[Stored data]
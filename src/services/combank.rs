use lazy_static::lazy_static;
use moka::future::Cache;
use regex::Regex;
use reqwest::Client;
use rust_decimal::Decimal;
use std::sync::Arc;
use std::time::Duration;

lazy_static! {
    // Fifth numeric cell of the US DOLLARS row on the published rates page
    // (the T/T selling rate). The page is a server-rendered table; the cells
    // carry inline text-align styling.
    static ref USD_ROW_REGEX: Regex = Regex::new(
        r#"(?s)US DOLLARS.*?text-align:right">\s*[\d.]+\s*</td>.*?text-align:right">\s*[\d.]+\s*</td>.*?text-align:right">\s*[\d.]+\s*</td>.*?text-align:right">\s*[\d.]+\s*</td>.*?text-align:right">\s*([\d.]+)\s*<"#
    )
    .unwrap();
}

const RATE_CACHE_KEY: &str = "usd/lkr";

/// Fetches the published USD selling rate from the Commercial Bank website.
#[derive(Clone)]
pub struct CombankService {
    client: Client,
    rates_url: String,
    cache: Arc<Cache<String, Decimal>>,
}

impl CombankService {
    pub fn new(rates_url: String) -> Self {
        let cache = Cache::builder()
            .max_capacity(1)
            .time_to_live(Duration::from_secs(600)) // 10 minute TTL
            .build();

        Self {
            client: Client::new(),
            rates_url,
            cache: Arc::new(cache),
        }
    }

    pub async fn fetch_usd_rate(
        &self,
    ) -> Result<Decimal, Box<dyn std::error::Error + Send + Sync>> {
        if let Some(rate) = self.cache.get(RATE_CACHE_KEY).await {
            tracing::debug!("Returning cached USD rate: {}", rate);
            return Ok(rate);
        }

        tracing::info!("Fetching USD rate from {}", self.rates_url);
        let response = self.client.get(&self.rates_url).send().await?;

        if !response.status().is_success() {
            return Err(format!("Rates page returned {}", response.status()).into());
        }

        let html = response.text().await?;
        let rate = extract_usd_rate(&html).ok_or("USD rate not found on the rates page")?;

        self.cache.insert(RATE_CACHE_KEY.to_string(), rate).await;
        tracing::info!("Fetched USD rate: {} LKR", rate);

        Ok(rate)
    }
}

/// Extract the USD selling rate from the rates page HTML.
/// Returns None when the US DOLLARS row is missing or malformed.
pub fn extract_usd_rate(html: &str) -> Option<Decimal> {
    USD_ROW_REGEX
        .captures(html)
        .and_then(|caps| caps.get(1))
        .and_then(|m| m.as_str().parse::<Decimal>().ok())
        .filter(|rate| *rate > Decimal::ZERO)
}

#[cfg(test)]
mod tests {
    use super::*;
    use rust_decimal_macros::dec;

    fn usd_row(cells: &[&str]) -> String {
        let tds: Vec<String> = cells
            .iter()
            .map(|c| format!(r#"<td style="text-align:right"> {} </td>"#, c))
            .collect();
        format!(
            "<table><tr><td>US DOLLARS</td>{}</tr></table>",
            tds.join("\n")
        )
    }

    #[test]
    fn extracts_fifth_cell_of_usd_row() {
        let html = usd_row(&["296.50", "299.00", "300.10", "301.25", "305.75"]);
        assert_eq!(extract_usd_rate(&html), Some(dec!(305.75)));
    }

    #[test]
    fn missing_row_yields_none() {
        assert_eq!(extract_usd_rate("<table></table>"), None);
        // EUR row alone must not match
        let html = usd_row(&["296.50", "299.00", "300.10", "301.25", "305.75"])
            .replace("US DOLLARS", "EURO");
        assert_eq!(extract_usd_rate(&html), None);
    }

    #[test]
    fn too_few_cells_yields_none() {
        let html = usd_row(&["296.50", "299.00", "300.10"]);
        assert_eq!(extract_usd_rate(&html), None);
    }
}
pub mod rate;
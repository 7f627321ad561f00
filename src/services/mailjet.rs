use reqwest::Client;
use serde::{Deserialize, Serialize};

const MAILJET_BASE_URL: &str = "https://api.mailjet.com";

/// Address in Mailjet's wire casing, reused directly in AppConfig
#[derive(Debug, Clone, Serialize, Deserialize)]
pub struct EmailAddress {
    #[serde(rename = "Email")]
    pub email: String,
    #[serde(rename = "Name")]
    pub name: String,
}

#[derive(Serialize)]
struct SendRequest {
    #[serde(rename = "Messages")]
    messages: Vec<Message>,
}

#[derive(Serialize)]
struct Message {
    #[serde(rename = "From")]
    from: EmailAddress,
    #[serde(rename = "To")]
    to: Vec<EmailAddress>,
    #[serde(rename = "Subject")]
    subject: String,
    #[serde(rename = "HTMLPart")]
    html_part: String,
}

/// Thin client for the Mailjet v3.1 send API.
#[derive(Clone)]
pub struct MailjetService {
    client: Client,
    api_key: String,
    secret_key: String,
    base_url: String,
}

impl MailjetService {
    pub fn new(api_key: String, secret_key: String) -> Self {
        Self {
            client: Client::new(),
            api_key,
            secret_key,
            base_url: MAILJET_BASE_URL.to_string(),
        }
    }

    pub async fn send_html(
        &self,
        from: &EmailAddress,
        to: &[EmailAddress],
        subject: &str,
        html: &str,
    ) -> Result<(), Box<dyn std::error::Error + Send + Sync>> {
        let payload = SendRequest {
            messages: vec![Message {
                from: from.clone(),
                to: to.to_vec(),
                subject: subject.to_string(),
                html_part: html.to_string(),
            }],
        };

        let response = self
            .client
            .post(format!("{}/v3.1/send", self.base_url))
            .basic_auth(&self.api_key, Some(&self.secret_key))
            .json(&payload)
            .send()
            .await?;

        if !response.status().is_success() {
            let status = response.status();
            let error_text = response.text().await.unwrap_or_default();
            return Err(format!("Mailjet API error {}: {}", status, error_text).into());
        }

        Ok(())
    }
}

#[cfg(test)]
mod tests {
    use super::*;

    #[test]
    fn message_serializes_in_mailjet_casing() {
        let payload = SendRequest {
            messages: vec![Message {
                from: EmailAddress {
                    email: "rates@example.com".to_string(),
                    name: "KeepRates".to_string(),
                },
                to: vec![EmailAddress {
                    email: "someone@example.com".to_string(),
                    name: "Someone".to_string(),
                }],
                subject: "USD Rate Update: 305.75 LKR".to_string(),
                html_part: "<h2>rates</h2>".to_string(),
            }],
        };

        let json = serde_json::to_value(&payload).unwrap();
        assert_eq!(json["Messages"][0]["From"]["Email"], "rates@example.com");
        assert_eq!(json["Messages"][0]["To"][0]["Name"], "Someone");
        assert_eq!(json["Messages"][0]["Subject"], "USD Rate Update: 305.75 LKR");
        assert!(json["Messages"][0]["HTMLPart"].is_string());
    }
}
use crate::models::rate::{RatePoint, RateReport};
use crate::services::rate_analysis::{
    self, AnalysisError, RateObservation,
};

/// Build the full report from a raw observation stream: collapse to one
/// maximum per day, bound to the lookback window, then derive trends and
/// period statistics. Pure function of its inputs.
pub fn build_rate_report(
    observations: &[RateObservation],
    lookback_days: u32,
) -> Result<RateReport, AnalysisError> {
    let daily_max = rate_analysis::collapse_daily_max(observations);
    let window = &daily_max[..daily_max.len().min(lookback_days as usize)];

    let stats = rate_analysis::compute_period_stats(window, lookback_days)?;
    let trends = rate_analysis::compute_trends(window)?;

    Ok(RateReport {
        latest_rate: stats.latest_rate,
        overall_change: stats.overall_change,
        overall_percentage: stats.overall_percentage,
        highest_rate: stats.highest_rate,
        lowest_rate: stats.lowest_rate,
        rate_volatility: stats.rate_volatility,
        advisory: stats.advisory.message().to_string(),
        week_over_week: stats.week_over_week,
        daily_max_observations: window.iter().map(RatePoint::from).collect(),
        trends,
    })
}

#[cfg(test)]
mod tests {
    use super::*;
    use chrono::{NaiveDate, NaiveTime};
    use rust_decimal::Decimal;
    use rust_decimal_macros::dec;

    fn obs(date: &str, time: &str, rate: Decimal) -> RateObservation {
        let date: NaiveDate = date.parse().unwrap();
        let time: NaiveTime = time.parse().unwrap();
        RateObservation {
            rate,
            date,
            time,
            timestamp: date.and_time(time).and_utc(),
        }
    }

    #[test]
    fn report_collapses_and_aligns_trends() {
        let observations = vec![
            obs("2024-01-02", "08:00:00", dec!(305)),
            obs("2024-01-02", "12:00:00", dec!(304)),
            obs("2024-01-01", "08:00:00", dec!(300)),
        ];

        let report = build_rate_report(&observations, 14).unwrap();

        assert_eq!(report.daily_max_observations.len(), 2);
        assert_eq!(report.daily_max_observations[0].rate, dec!(305));
        assert_eq!(report.trends.len(), 1);
        assert_eq!(report.trends[0].difference, dec!(5.00));
        assert_eq!(report.overall_percentage, dec!(1.67));
        assert_eq!(report.rate_volatility, dec!(5.00));
        assert_eq!(
            report.advisory,
            "Current rate is the highest in the last 14 days - might want to wait for a better rate"
        );
    }

    #[test]
    fn report_on_empty_stream_is_insufficient_data() {
        assert_eq!(
            build_rate_report(&[], 14).unwrap_err(),
            AnalysisError::InsufficientData
        );
    }

    #[test]
    fn report_serializes_with_contract_field_names() {
        let observations = vec![
            obs("2024-01-02", "08:00:00", dec!(305)),
            obs("2024-01-01", "08:00:00", dec!(300)),
        ];

        let report = build_rate_report(&observations, 14).unwrap();
        let json = serde_json::to_value(&report).unwrap();

        assert!(json.get("latestRate").is_some());
        assert!(json.get("rateVolatility").is_some());
        assert!(json.get("dailyMaxObservations").is_some());
        assert_eq!(json["trends"][0]["percentageChange"], "1.67");
        assert_eq!(json["trends"][0]["trend"], "up");
        assert!(json["weekOverWeek"].is_null());
    }
}
use sea_orm_migration::prelude::*;

#[derive(DeriveMigrationName)]
pub struct Migration;

#[async_trait::async_trait]
impl MigrationTrait for Migration {
    async fn up(&self, manager: &SchemaManager) -> Result<(), DbErr> {
        manager
            .create_table(
                Table::create()
                    .table(UsdRates::Table)
                    .if_not_exists()
                    .col(
                        ColumnDef::new(UsdRates::Id)
                            .integer()
                            .not_null()
                            .auto_increment()
                            .primary_key(),
                    )
                    .col(
                        ColumnDef::new(UsdRates::Rate)
                            .decimal_len(12, 4)
                            .not_null(),
                    )
                    .col(
                        ColumnDef::new(UsdRates::Date)
                            .date()
                            .not_null(),
                    )
                    .col(
                        ColumnDef::new(UsdRates::Time)
                            .time()
                            .not_null(),
                    )
                    .col(
                        ColumnDef::new(UsdRates::Timestamp)
                            .timestamp_with_time_zone()
                            .not_null(),
                    )
                    .col(
                        ColumnDef::new(UsdRates::CreatedAt)
                            .timestamp()
                            .default(SimpleExpr::Keyword(Keyword::CurrentTimestamp)),
                    )
                    .to_owned(),
            )
            .await?;

        // Range queries filter on timestamp, the gate filters on date
        manager
            .create_index(
                Index::create()
                    .if_not_exists()
                    .name("idx_usd_rates_timestamp")
                    .table(UsdRates::Table)
                    .col(UsdRates::Timestamp)
                    .to_owned(),
            )
            .await?;

        manager
            .create_index(
                Index::create()
                    .if_not_exists()
                    .name("idx_usd_rates_date")
                    .table(UsdRates::Table)
                    .col(UsdRates::Date)
                    .to_owned(),
            )
            .await
    }

    async fn down(&self, manager: &SchemaManager) -> Result<(), DbErr> {
        manager
            .drop_table(Table::drop().table(UsdRates::Table).to_owned())
            .await
    }
}

#[derive(Iden)]
enum UsdRates {
    Table,
    Id,
    Rate,
    Date,
    Time,
    Timestamp,
    CreatedAt,
}
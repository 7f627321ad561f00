// src/lib.rs

use sea_orm::DatabaseConnection;
use services::{combank::CombankService, mailjet::MailjetService};

use crate::config::AppConfig;

#[derive(Clone)]
pub struct AppState {
    pub db: DatabaseConnection,
    pub combank: CombankService,
    pub mailjet: MailjetService,
    pub config: AppConfig,
}

pub mod entities {
    pub mod prelude;
    pub mod usd_rates;
}

pub mod services {
    pub mod combank;
    pub mod email_template;
    pub mod mailjet;
    pub mod rate_analysis;
    pub mod rate_report;
    pub mod rate_store;
}

pub mod config;
pub mod jobs;
pub mod models;
pub mod handlers;
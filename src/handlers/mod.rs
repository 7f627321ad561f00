pub mod rates;
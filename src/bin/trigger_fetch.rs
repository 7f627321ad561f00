// src/bin/trigger_fetch.rs
//
// Manual trigger for a rate fetch against a running backend, for cron setups
// that drive the schedule externally.
// Usage: cargo run --bin trigger_fetch -- http://localhost:3000

use std::env;

#[tokio::main]
async fn main() -> Result<(), Box<dyn std::error::Error>> {
    dotenvy::dotenv().ok();

    let base_url = env::args()
        .nth(1)
        .or_else(|| env::var("KEEPRATES_URL").ok())
        .unwrap_or_else(|| "http://localhost:3000".to_string());

    let client = reqwest::Client::new();
    let response = client
        .post(format!("{}/api/rates/fetch", base_url))
        .send()
        .await?;

    let status = response.status();
    let body: serde_json::Value = response.json().await?;
    println!("{}: {}", status, body);

    if !status.is_success() {
        std::process::exit(1);
    }

    Ok(())
}
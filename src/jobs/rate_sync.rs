use chrono::Utc;
use sea_orm::DatabaseConnection;
use tokio::time::{interval, Duration};

use crate::config::AppConfig;
use crate::services::combank::CombankService;
use crate::services::mailjet::MailjetService;
use crate::services::rate_analysis::should_notify;
use crate::services::{email_template, rate_report, rate_store};

/// Scheduled fetch -> store -> gate -> notify loop. The loop body runs one
/// cycle at a time; overlapping cycles would risk duplicate notifications.
pub async fn start_rate_sync_job(
    db: DatabaseConnection,
    combank: CombankService,
    mailjet: MailjetService,
    config: AppConfig,
) {
    tokio::spawn(async move {
        let mut interval = interval(Duration::from_secs(config.fetch_interval_secs));

        loop {
            interval.tick().await;
            tracing::info!("Starting scheduled rate sync");

            if let Err(e) = run_rate_cycle(&db, &combank, &mailjet, &config).await {
                tracing::error!("Rate sync cycle failed, skipping: {}", e);
            }
        }
    });
}

async fn run_rate_cycle(
    db: &DatabaseConnection,
    combank: &CombankService,
    mailjet: &MailjetService,
    config: &AppConfig,
) -> Result<(), Box<dyn std::error::Error + Send + Sync>> {
    let rate = combank.fetch_usd_rate().await?;
    let saved = rate_store::insert_observation(db, rate, config.timezone).await?;

    // Gate against yesterday's daily maximum, queried by calendar date
    let yesterday = saved
        .date
        .pred_opt()
        .ok_or("calendar underflow computing yesterday")?;
    let yesterday_max = rate_store::daily_max_rate_for(db, yesterday).await?;

    if !should_notify(rate, yesterday_max) {
        tracing::info!(
            "Rate {} matches yesterday's maximum; suppressing notification",
            rate
        );
        return Ok(());
    }

    send_rates_email(db, mailjet, config).await
}

/// Build the lookback report, render it and deliver it to all recipients.
/// Shared by the scheduled cycle and the manual trigger endpoint.
pub async fn send_rates_email(
    db: &DatabaseConnection,
    mailjet: &MailjetService,
    config: &AppConfig,
) -> Result<(), Box<dyn std::error::Error + Send + Sync>> {
    let since = Utc::now() - chrono::Duration::days(config.lookback_days as i64);
    let observations = rate_store::observations_since(db, since).await?;

    let report = rate_report::build_rate_report(&observations, config.lookback_days)?;
    let subject = email_template::subject_line(&report);
    let html = email_template::render_rates_email(&report);

    mailjet
        .send_html(&config.sender, &config.recipients, &subject, &html)
        .await?;

    tracing::info!(
        "Rates email sent to {} recipients: {}",
        config.recipients.len(),
        subject
    );

    Ok(())
}
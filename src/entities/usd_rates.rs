//! SeaORM Entity for scraped USD/LKR rate observations

use sea_orm::entity::prelude::*;
use serde::{Deserialize, Serialize};

#[derive(Clone, Debug, PartialEq, DeriveEntityModel, Serialize, Deserialize)]
#[sea_orm(table_name = "usd_rates")]
pub struct Model {
    #[sea_orm(primary_key)]
    pub id: i32,
    /// LKR per 1 USD at scrape time
    #[sea_orm(column_type = "Decimal(Some((12, 4)))")]
    pub rate: Decimal,
    /// Calendar date in the configured timezone, derived from `timestamp`
    pub date: Date,
    /// Wall-clock time in the configured timezone, derived from `timestamp`
    pub time: Time,
    /// Full instant of the scrape; the sole ordering key
    pub timestamp: DateTimeWithTimeZone,
    /// When the record was created
    pub created_at: Option<DateTime>,
}

#[derive(Copy, Clone, Debug, EnumIter, DeriveRelation)]
pub enum Relation {}

impl ActiveModelBehavior for ActiveModel {}
use crate::suggest::application::clock::{Clock, Timer};
use std::time::Duration;

/// Debouncer for search input
///
/// Holds the latest raw input and emits it, trimmed, once no change has been
/// seen for `delay`. Poll-driven: nothing happens until [`poll`](Self::poll).
pub struct Debouncer<C: Clock> {
    clock: C,
    delay: Duration,
    timer: Timer,
    pending: Option<String>,
}

impl<C: Clock> Debouncer<C> {
    pub fn new(clock: C, delay: Duration) -> Self {
        Self {
            clock,
            delay,
            timer: Timer::new(),
            pending: None,
        }
    }

    pub fn delay(&self) -> Duration {
        self.delay
    }

    /// Record an input change, cancelling any pending emission.
    pub fn input(&mut self, raw: impl Into<String>) {
        self.pending = Some(raw.into());
        self.timer.arm(self.clock.now(), self.delay);
    }

    /// Returns the settled, trimmed query once the quiet interval has elapsed.
    pub fn poll(&mut self) -> Option<String> {
        if self.timer.fire(self.clock.now()) {
            return self.pending.take().map(|raw| raw.trim().to_string());
        }
        None
    }

    pub fn cancel(&mut self) {
        self.timer.cancel();
        self.pending = None;
    }

    pub fn is_pending(&self) -> bool {
        self.pending.is_some() && self.timer.is_armed()
    }

    pub fn time_until_ready(&self) -> Option<Duration> {
        self.timer.remaining(self.clock.now())
    }
}
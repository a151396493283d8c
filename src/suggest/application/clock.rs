//! Time source abstraction
//!
//! Every timer in the suggest loop reads time through [`Clock`], so tests can
//! drive debounce and blur delays with a [`ManualClock`] instead of sleeping.

use std::sync::{Arc, Mutex};
use std::time::{Duration, Instant};

pub trait Clock {
    fn now(&self) -> Instant;
}

/// Wall clock backed by [`Instant::now`].
#[derive(Clone, Copy, Debug, Default)]
pub struct SystemClock;

impl Clock for SystemClock {
    fn now(&self) -> Instant {
        Instant::now()
    }
}

/// Virtual clock that only moves when told to. Clones share the same time.
#[derive(Clone, Debug)]
pub struct ManualClock {
    now: Arc<Mutex<Instant>>,
}

impl ManualClock {
    pub fn new() -> Self {
        Self {
            now: Arc::new(Mutex::new(Instant::now())),
        }
    }

    pub fn advance(&self, by: Duration) {
        let mut now = self.now.lock().unwrap_or_else(|poisoned| poisoned.into_inner());
        *now += by;
    }

    pub fn advance_ms(&self, ms: u64) {
        self.advance(Duration::from_millis(ms));
    }
}

impl Default for ManualClock {
    fn default() -> Self {
        Self::new()
    }
}

impl Clock for ManualClock {
    fn now(&self) -> Instant {
        *self.now.lock().unwrap_or_else(|poisoned| poisoned.into_inner())
    }
}

/// One-shot deadline armed against a clock.
#[derive(Clone, Copy, Debug, Default)]
pub struct Timer {
    deadline: Option<Instant>,
}

impl Timer {
    pub fn new() -> Self {
        Self { deadline: None }
    }

    /// Arm (or re-arm) the timer to fire `delay` after `now`.
    pub fn arm(&mut self, now: Instant, delay: Duration) {
        self.deadline = Some(now + delay);
    }

    pub fn cancel(&mut self) {
        self.deadline = None;
    }

    pub fn is_armed(&self) -> bool {
        self.deadline.is_some()
    }

    /// Returns true exactly once, on the first poll at or after the deadline.
    pub fn fire(&mut self, now: Instant) -> bool {
        match self.deadline {
            Some(deadline) if now >= deadline => {
                self.deadline = None;
                true
            }
            _ => false,
        }
    }

    pub fn remaining(&self, now: Instant) -> Option<Duration> {
        self.deadline
            .map(|deadline| deadline.saturating_duration_since(now))
    }
}
use crate::suggest::constants::SEARCH_BAR_HEIGHT;
use crate::suggest::ui::app_state::AppState;
use crate::suggest::ui::components::{
    Component, search_bar::SearchBar, suggestion_list::SuggestionList,
};
use ratatui::{
    Frame,
    layout::{Alignment, Constraint, Direction, Layout},
    style::{Modifier, Style},
    widgets::Paragraph,
};

const HELP_TEXT: &str =
    "↑/↓ or Ctrl+P/N: Navigate | Enter: Open | Tab: Add to cart | Esc: Close | Ctrl+C x2: Exit";

pub struct Renderer {
    search_bar: SearchBar,
    suggestion_list: SuggestionList,
}

impl Default for Renderer {
    fn default() -> Self {
        Self::new()
    }
}

impl Renderer {
    pub fn new() -> Self {
        Self {
            search_bar: SearchBar::new(),
            suggestion_list: SuggestionList::new(),
        }
    }

    pub fn render(&mut self, f: &mut Frame, state: &AppState) {
        let chunks = Layout::default()
            .direction(Direction::Vertical)
            .constraints([
                Constraint::Length(SEARCH_BAR_HEIGHT), // Search bar
                Constraint::Min(0),                    // Suggestions
                Constraint::Length(1),                 // Help line
            ])
            .split(f.area());

        self.search_bar.set_query(&state.search.query);
        self.search_bar.set_loading(state.search.loading);
        self.search_bar.set_focused(state.search.open);
        self.search_bar.set_message(state.ui.message.clone());

        self.suggestion_list.set_items(&state.search.items);
        self.suggestion_list.set_cursor(state.search.cursor);
        self.suggestion_list.set_phase(state.phase());

        self.search_bar.render(f, chunks[0]);
        self.suggestion_list.render(f, chunks[1]);

        let help = Paragraph::new(HELP_TEXT)
            .style(Style::default().add_modifier(Modifier::DIM))
            .alignment(Alignment::Center);
        f.render_widget(help, chunks[2]);
    }

    pub fn get_search_bar_mut(&mut self) -> &mut SearchBar {
        &mut self.search_bar
    }

    pub fn get_suggestion_list(&self) -> &SuggestionList {
        &self.suggestion_list
    }

    pub fn get_suggestion_list_mut(&mut self) -> &mut SuggestionList {
        &mut self.suggestion_list
    }
}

PROBLEM:
Scan the records for the word "right". Copy each line where it turns up.

SOLUTION TO THIS PROBLEM:
        r#"(?s)US DOLLARS.*?text-align:right">\s*[\d.]+\s*</td>.*?text-align:right">\s*[\d.]+\s*</td>.*?text-align:right">\s*[\d.]+\s*</td>.*?text-align:right">\s*[\d.]+\s*</td>.*?text-align:right">\s*([\d.]+)\s*<"#
            .map(|c| format!(r#"<td style="text-align:right"> {} </td>"#, c))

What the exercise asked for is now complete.